Taxation and redistribution of wealth is not the road to pursue because it is unhealthy for any country, its people and its economy.



Read on.





To All My Valued Employees,

There have been some rumblings around the office about the future of this company, and more specifically, your job. As you know, the economy has changed for the worse and presents many challenges. However, the good news is this: The economy doesn't pose a threat to your job. What does threaten your job however, is the changing political landscape in this country.

However, let me tell you some little tidbits of fact which might help you decide what is in your best interests.

First, while it is easy to spew rhetoric that casts employers against employees, you have to understand that for every business owner there is a Back Story.

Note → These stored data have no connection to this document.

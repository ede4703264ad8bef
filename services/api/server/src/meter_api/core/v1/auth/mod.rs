use axum::Router;
use axum::routing::post;

use crate::AppState;

pub mod handler;
pub mod models;

pub fn get_routes() -> Router<AppState> {
    Router::new()
        .route("/login", post(handler::login))
        .route("/logout", post(handler::logout))
}
use uuid::Uuid;

use crate::domain::meter_reading::ReadingValidationError;
use crate::meter_api::core::v1::errors::{
    store_error_code, store_error_to_meter_v1_error,
};
use crate::meter_api::error_recorder::IntoMeterV1Error;
use crate::meter_api::meter_error_v1::{MeterV1Detail, MeterV1Error};
use crate::service::meter_readings::MeterReadingError;

fn validation_detail(e: &ReadingValidationError) -> MeterV1Detail {
    let (field, code, suggestion) = match e {
        ReadingValidationError::InvalidNumberMeter => (
            "numberMeter".to_string(),
            "invalid_number_meter",
            "Use a meter number without spaces",
        ),
        ReadingValidationError::InvalidMonth(_) => (
            "month".to_string(),
            "invalid_month",
            "Use a month between 1 and 12",
        ),
        ReadingValidationError::EmptyDetails => (
            "detailsList".to_string(),
            "empty_details",
            "Send at least one reading detail",
        ),
        ReadingValidationError::BlankType { index } => (
            format!("detailsList[{index}].type"),
            "blank_type",
            "Name the kind of reading, e.g. gas",
        ),
        ReadingValidationError::InvalidValue { index } => (
            format!("detailsList[{index}].value"),
            "invalid_value",
            "Send a finite value of zero or more",
        ),
    };

    MeterV1Detail {
        field: Some(field),
        code: code.to_string(),
        message: e.to_string(),
        suggestion: suggestion.to_string(),
    }
}

impl IntoMeterV1Error for MeterReadingError {
    fn error_code(&self) -> &'static str {
        match self {
            MeterReadingError::Validation(ReadingValidationError::InvalidMonth(_)) => {
                "invalid_month"
            }
            MeterReadingError::Validation(_) => "invalid_reading",
            MeterReadingError::Forbidden => "forbidden",
            MeterReadingError::Store(e) => store_error_code(e),
        }
    }

    fn into_meter_v1_error(self, request_id: &Uuid) -> MeterV1Error {
        match self {
            MeterReadingError::Validation(e) => MeterV1Error::bad_request(
                e.to_string(),
                vec![validation_detail(&e)],
                request_id.to_string(),
            ),
            MeterReadingError::Forbidden => MeterV1Error::forbidden(
                "Invalid or unauthorized user".to_string(),
                vec![MeterV1Detail {
                    field: None,
                    code: "forbidden".to_string(),
                    message: "This view is restricted to administrators".to_string(),
                    suggestion: String::new(),
                }],
                request_id.to_string(),
            ),
            MeterReadingError::Store(e) => store_error_to_meter_v1_error(e, request_id),
        }
    }
}

#[cfg(test)]
mod tests {
    use super::*;
    use axum::http::StatusCode;
    use pretty_assertions::assert_eq;

    #[test]
    fn validation_errors_name_the_offending_field() {
        let error = MeterReadingError::Validation(ReadingValidationError::InvalidValue {
            index: 2,
        })
        .into_meter_v1_error(&Uuid::nil());

        assert_eq!(error.status_code(), StatusCode::BAD_REQUEST);
        assert_eq!(error.details[0].field.as_deref(), Some("detailsList[2].value"));
    }

    #[test]
    fn invalid_month_keeps_its_message() {
        let error = MeterReadingError::Validation(ReadingValidationError::InvalidMonth(13));
        assert_eq!(error.error_code(), "invalid_month");

        let error = error.into_meter_v1_error(&Uuid::nil());
        assert_eq!(error.message, "Invalid month");
    }

    #[test]
    fn non_admins_are_forbidden() {
        let error = MeterReadingError::Forbidden.into_meter_v1_error(&Uuid::nil());
        assert_eq!(error.status_code(), StatusCode::FORBIDDEN);
        assert_eq!(error.message, "Invalid or unauthorized user");
    }
}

This back story is often neglected and overshadowed by what you see and hear. Sure, you see me park my Mercedes outside. You've seen my big home at last years Christmas party. I'm sure; all these flashy icons of luxury conjure up some idealized thoughts about my life.

However, what you don't see is the BACK STORY:

I started this company 28 years ago. At that time, I lived in a 300 square foot studio apartment for 3 years. My entire living apartment was converted into an office so I could put forth 100% effort into building a company, which by the way, would eventually employ you.

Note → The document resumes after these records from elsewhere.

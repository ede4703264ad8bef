use axum::extract::FromRequestParts;
use axum::http::HeaderMap;
use axum::http::request::Parts;
use uuid::Uuid;

pub const REQUEST_ID_HEADER: &str = "x-request-id";

/// Request ID from the `x-request-id` header.
///
/// The router stamps every request with one, so a fresh UUID is only
/// generated when the header is missing or not a UUID.
#[derive(Debug, Clone, Copy)]
pub struct RequestId(pub Uuid);

impl RequestId {
    pub fn from_headers(headers: &HeaderMap) -> Self {
        let request_id = headers
            .get(REQUEST_ID_HEADER)
            .and_then(|header| header.to_str().ok())
            .and_then(|header_str| Uuid::parse_str(header_str).ok())
            .unwrap_or_else(Uuid::new_v4);

        Self(request_id)
    }
}

impl<S> FromRequestParts<S> for RequestId
where
    S: Send + Sync,
{
    type Rejection = std::convert::Infallible;

    async fn from_request_parts(
        parts: &mut Parts,
        _: &S,
    ) -> Result<Self, Self::Rejection> {
        Ok(Self::from_headers(&parts.headers))
    }
}

impl std::ops::Deref for RequestId {
    type Target = Uuid;

    fn deref(&self) -> &Self::Target {
        &self.0
    }
}

impl std::fmt::Display for RequestId {
    fn fmt(&self, f: &mut std::fmt::Formatter<'_>) -> std::fmt::Result {
        write!(f, "{}", self.0)
    }
}
pub mod meter_readings;
pub mod users;
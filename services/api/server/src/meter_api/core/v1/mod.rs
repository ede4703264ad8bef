use axum::Router;

pub(crate) mod audit;
pub(crate) mod auth;
pub(crate) mod errors;
pub(crate) mod meter_readings;
pub(crate) mod users;

pub fn get_routes(state: crate::AppState) -> Router {
    Router::new()
        .merge(auth::get_routes())
        .merge(users::get_routes())
        .merge(audit::get_routes())
        .nest("/meter-readings", meter_readings::get_routes())
        .with_state(state)
}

My diet consisted of Ramen Pride noodles because every dollar I spent went back into this company. I drove a rusty Toyota Corolla with a defective transmission. I didn't have time to date. Often times, I stayed home on weekends, while my friends went out drinking and partying. In fact, I was married to my business -- hard work, discipline, and sacrifice.

Meanwhile, my friends got jobs. They worked 40 hours a week and made a modest $50K a year and spent every dime they earned. They drove flashy cars and lived in expensive homes and wore fancy designer clothes. Instead of hitting the Nordstrom's for the latest hot fashion item, I was trolling through the discount store extracting any clothing item that didn't look like it was birthed in the 70's. My friends refinanced their mortgages and lived a life of luxury. I, however, did not. I put my time, my money, and my life into a business with a vision that eventually, some day, I too, will be able to afford these luxuries my friends supposedly had.

So, while you physically arrive at the office at 9am, mentally check in at about noon, and then leave at 5pm, I don't. There is no "off" button for me. When you leave the office, you are done and you have a weekend all to yourself. I unfortunately do not have the freedom. I eat, and breathe this company every minute of the day. There is no rest. There is no weekend. There is no happy hour. Every day this business is attached to my hip like a 1 year old special-needs child. You, of course, only see the fruits of that garden -- the nice house, the Mercedes, the vacations... you never realize the Back Story and the sacrifices I've made.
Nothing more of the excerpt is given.